JERUSALEM (Reuters) - Israeli commercial planes have started overflying Sudan, Prime Minister Benjamin Netanyahu said on Sunday, casting the new air corridor as the result of a breakthrough meeting with the African Muslim country's de-facto leader this month.
Khartoum said on Feb. 5 it had given Israeli planes initial approval to fly over its territory, two days after Sudan's military head of state, Abdel Fattah al-Burhan, met Netanyahu in Uganda.
"Now we're discussing rapid normalisation. The first Israeli airplane passed yesterday over the skies of Sudan," Netanyahu said in a speech to U.S. Jewish leaders, saying the route cut some three hours off flights from Israel to South America.

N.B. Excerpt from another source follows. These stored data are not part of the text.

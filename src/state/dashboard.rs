//! Dashboard state for the signed-in student.
//!
//! SYSTEM CONTEXT
//! ==============
//! This model is the local projection of one user's profile, their QR image
//! reference, the attendance history, and the currently selected tab. The
//! dashboard page mutates it; views only read snapshots.

#[cfg(test)]
#[path = "dashboard_test.rs"]
mod dashboard_test;

use chrono::FixedOffset;

use crate::net::types::{AttendanceRecord, QrImage, UserProfile};
use crate::state::records::RecordRow;

pub const NO_RECORDS_MESSAGE: &str = "No attendance records found.";
pub const QR_FAILED_MESSAGE: &str = "Failed to generate QR code";

/// Dashboard tabs. `Scan` is only offered to administrators.
#[derive(Clone, Copy, Debug, Default, PartialEq, Eq)]
pub enum Tab {
    #[default]
    Profile,
    Records,
    Scan,
}

impl Tab {
    #[must_use]
    pub fn label(self) -> &'static str {
        match self {
            Self::Profile => "Profile",
            Self::Records => "Attendance Records",
            Self::Scan => "Scan QR",
        }
    }
}

/// Tabs the given profile may select.
#[must_use]
pub fn available_tabs(profile: Option<&UserProfile>) -> Vec<Tab> {
    let mut tabs = vec![Tab::Profile, Tab::Records];
    if profile.is_some_and(UserProfile::is_admin) {
        tabs.push(Tab::Scan);
    }
    tabs
}

/// Full dashboard state.
#[derive(Clone, Debug)]
pub struct DashboardState {
    /// Profile of the signed-in user once loaded.
    pub profile: Option<UserProfile>,
    /// QR image for the user's ID number; `None` when generation failed.
    pub qr_code: Option<QrImage>,
    /// True until the initial profile load completes.
    pub loading: bool,
    /// Page-level error (profile load, missing ID number, logout).
    pub error: Option<String>,
    pub tab: Tab,
    /// Attendance history, newest first.
    pub records: Vec<AttendanceRecord>,
    pub loading_records: bool,
    pub records_error: Option<String>,
    /// Last identifier decoded by the admin scanner.
    pub scan_result: Option<String>,
}

impl Default for DashboardState {
    fn default() -> Self {
        Self {
            profile: None,
            qr_code: None,
            loading: true,
            error: None,
            tab: Tab::Profile,
            records: Vec::new(),
            loading_records: false,
            records_error: None,
            scan_result: None,
        }
    }
}

/// What the history tab should show.
#[derive(Clone, Debug, PartialEq, Eq)]
pub enum RecordsView {
    Loading,
    /// Fetch failed; shown with a "Try Again" affordance.
    Error(String),
    Empty(&'static str),
    Rows(Vec<RecordRow>),
}

/// What the profile tab shows in place of the QR code.
#[derive(Clone, Debug, PartialEq, Eq)]
pub enum QrView<'a> {
    Image(&'a str),
    Failed(&'static str),
}

impl DashboardState {
    #[must_use]
    pub fn available_tabs(&self) -> Vec<Tab> {
        available_tabs(self.profile.as_ref())
    }

    #[must_use]
    pub fn records_view(&self, offset: &FixedOffset) -> RecordsView {
        if self.loading_records {
            return RecordsView::Loading;
        }
        if let Some(error) = &self.records_error {
            return RecordsView::Error(error.clone());
        }
        if self.records.is_empty() {
            return RecordsView::Empty(NO_RECORDS_MESSAGE);
        }
        RecordsView::Rows(self.records.iter().map(|r| RecordRow::from_record(r, offset)).collect())
    }

    #[must_use]
    pub fn qr_view(&self) -> QrView<'_> {
        match &self.qr_code {
            Some(image) => QrView::Image(image.src()),
            None => QrView::Failed(QR_FAILED_MESSAGE),
        }
    }
}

Sudan, mindful of pro-Palestinian sensitivities, has stopped short of saying it is normalising ties with Israel.
Israel previously considered Sudan a security threat because it suspected Iran used Sudan as a conduit for overland smuggling of munitions to the Gaza Strip. In 2009, regional sources said, Israeli aircraft bombed an arms convoy in Sudan.
The corridor described by Netanyahu would also take planes over Egypt, which made peace with Israel in 1979, and Chad, which in 2018 restored long-severed relations with Israel.

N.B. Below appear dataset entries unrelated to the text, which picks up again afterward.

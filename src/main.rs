use std::sync::Arc;

use attendance::config::AppConfig;
use attendance::net::api::RouteLog;
use attendance::net::firestore::FirestoreClient;
use attendance::pages::dashboard::{Dashboard, DashboardDeps};
use attendance::scan::engine::ScanConfig;
use attendance::scan::headless::NoCamera;
use attendance::services::auth::SessionAuth;
use attendance::services::qr::UrlQrGenerator;
use attendance::state::dashboard::{QrView, RecordsView, Tab};
use chrono::FixedOffset;
use tokio::sync::RwLock;

#[tokio::main]
async fn main() -> Result<(), Box<dyn std::error::Error>> {
    let _ = dotenvy::dotenv();
    tracing_subscriber::fmt::init();

    let config = AppConfig::from_env()?;
    let session = Arc::new(RwLock::new(config.session.clone()));
    let firestore = Arc::new(FirestoreClient::new(config.firestore.clone(), config.timeouts, Arc::clone(&session))?);
    let routes = RouteLog::new();

    let deps = DashboardDeps {
        auth: Arc::new(SessionAuth::new(Arc::clone(&session), Arc::clone(&firestore))),
        store: firestore,
        qr: Arc::new(UrlQrGenerator::new(config.qr.clone())),
        navigator: Arc::new(routes.clone()),
        scanner: Arc::new(NoCamera),
        attendance_collection: config.firestore.attendance_collection.clone(),
        scan_config: ScanConfig::default(),
    };

    let mut dashboard = Dashboard::new(deps);
    dashboard.load().await;

    if let Some(route) = routes.last() {
        tracing::info!(%route, "redirected; nothing to show");
        return Ok(());
    }

    let state = dashboard.snapshot().await;
    if let Some(error) = &state.error {
        tracing::error!(%error, "dashboard failed to load");
        return Ok(());
    }
    if let Some(profile) = &state.profile {
        tracing::info!(id_number = %profile.id_number, email = %profile.email, role = ?profile.role, "profile loaded");
    }
    match state.qr_view() {
        QrView::Image(src) => tracing::info!(%src, "qr code ready"),
        QrView::Failed(message) => tracing::warn!(%message, "qr code unavailable"),
    }

    let offset = FixedOffset::east_opt(0).ok_or("invalid display offset")?;
    match state.records_view(&offset) {
        RecordsView::Loading => tracing::info!("attendance records still loading"),
        RecordsView::Error(error) => tracing::error!(%error, "attendance records unavailable"),
        RecordsView::Empty(message) => tracing::info!(%message),
        RecordsView::Rows(rows) => {
            for row in rows {
                tracing::info!(date = %row.date, time = %row.time, status = %row.status, "attendance");
            }
        }
    }

    // An admin may pass an ID number to record it through the manual scan path.
    if let Some(code) = std::env::args().nth(1) {
        record_manual_scan(&mut dashboard, &code).await;
    }

    dashboard.shutdown().await;
    Ok(())
}

async fn record_manual_scan(dashboard: &mut Dashboard, code: &str) {
    if !dashboard.select_tab(Tab::Scan).await {
        tracing::warn!("scanning requires an administrator profile");
        return;
    }
    let Some(scanner) = dashboard.scanner() else {
        return;
    };
    scanner.set_manual_code(code);
    if !scanner.submit_manual().await {
        let view = scanner.view();
        tracing::warn!(error = ?view.error_message(), "manual scan rejected");
        return;
    }
    let recorded = dashboard.snapshot().await.scan_result;
    tracing::info!(scan_result = ?recorded, "manual scan recorded");
}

Normalising relations with Sudan, where Arab states gathered in 1967 to issue what became known as the “Three No’s” - no recognition of Israel, no peace with Israel and no negotiations with Israel - would allow Netanyahu to burnish his diplomatic credentials a month before Israel’s March 2 election.
Since their meeting, the air corridor is the most prominent development that has been discussed publicly by both sides.
Israeli commentators have speculated that the new contacts with Khartoum could allow for the repatriation of illegal Sudanese migrants in Israel, and that Israel could in turn lobby the United States to improve Sudan's standing in Washington.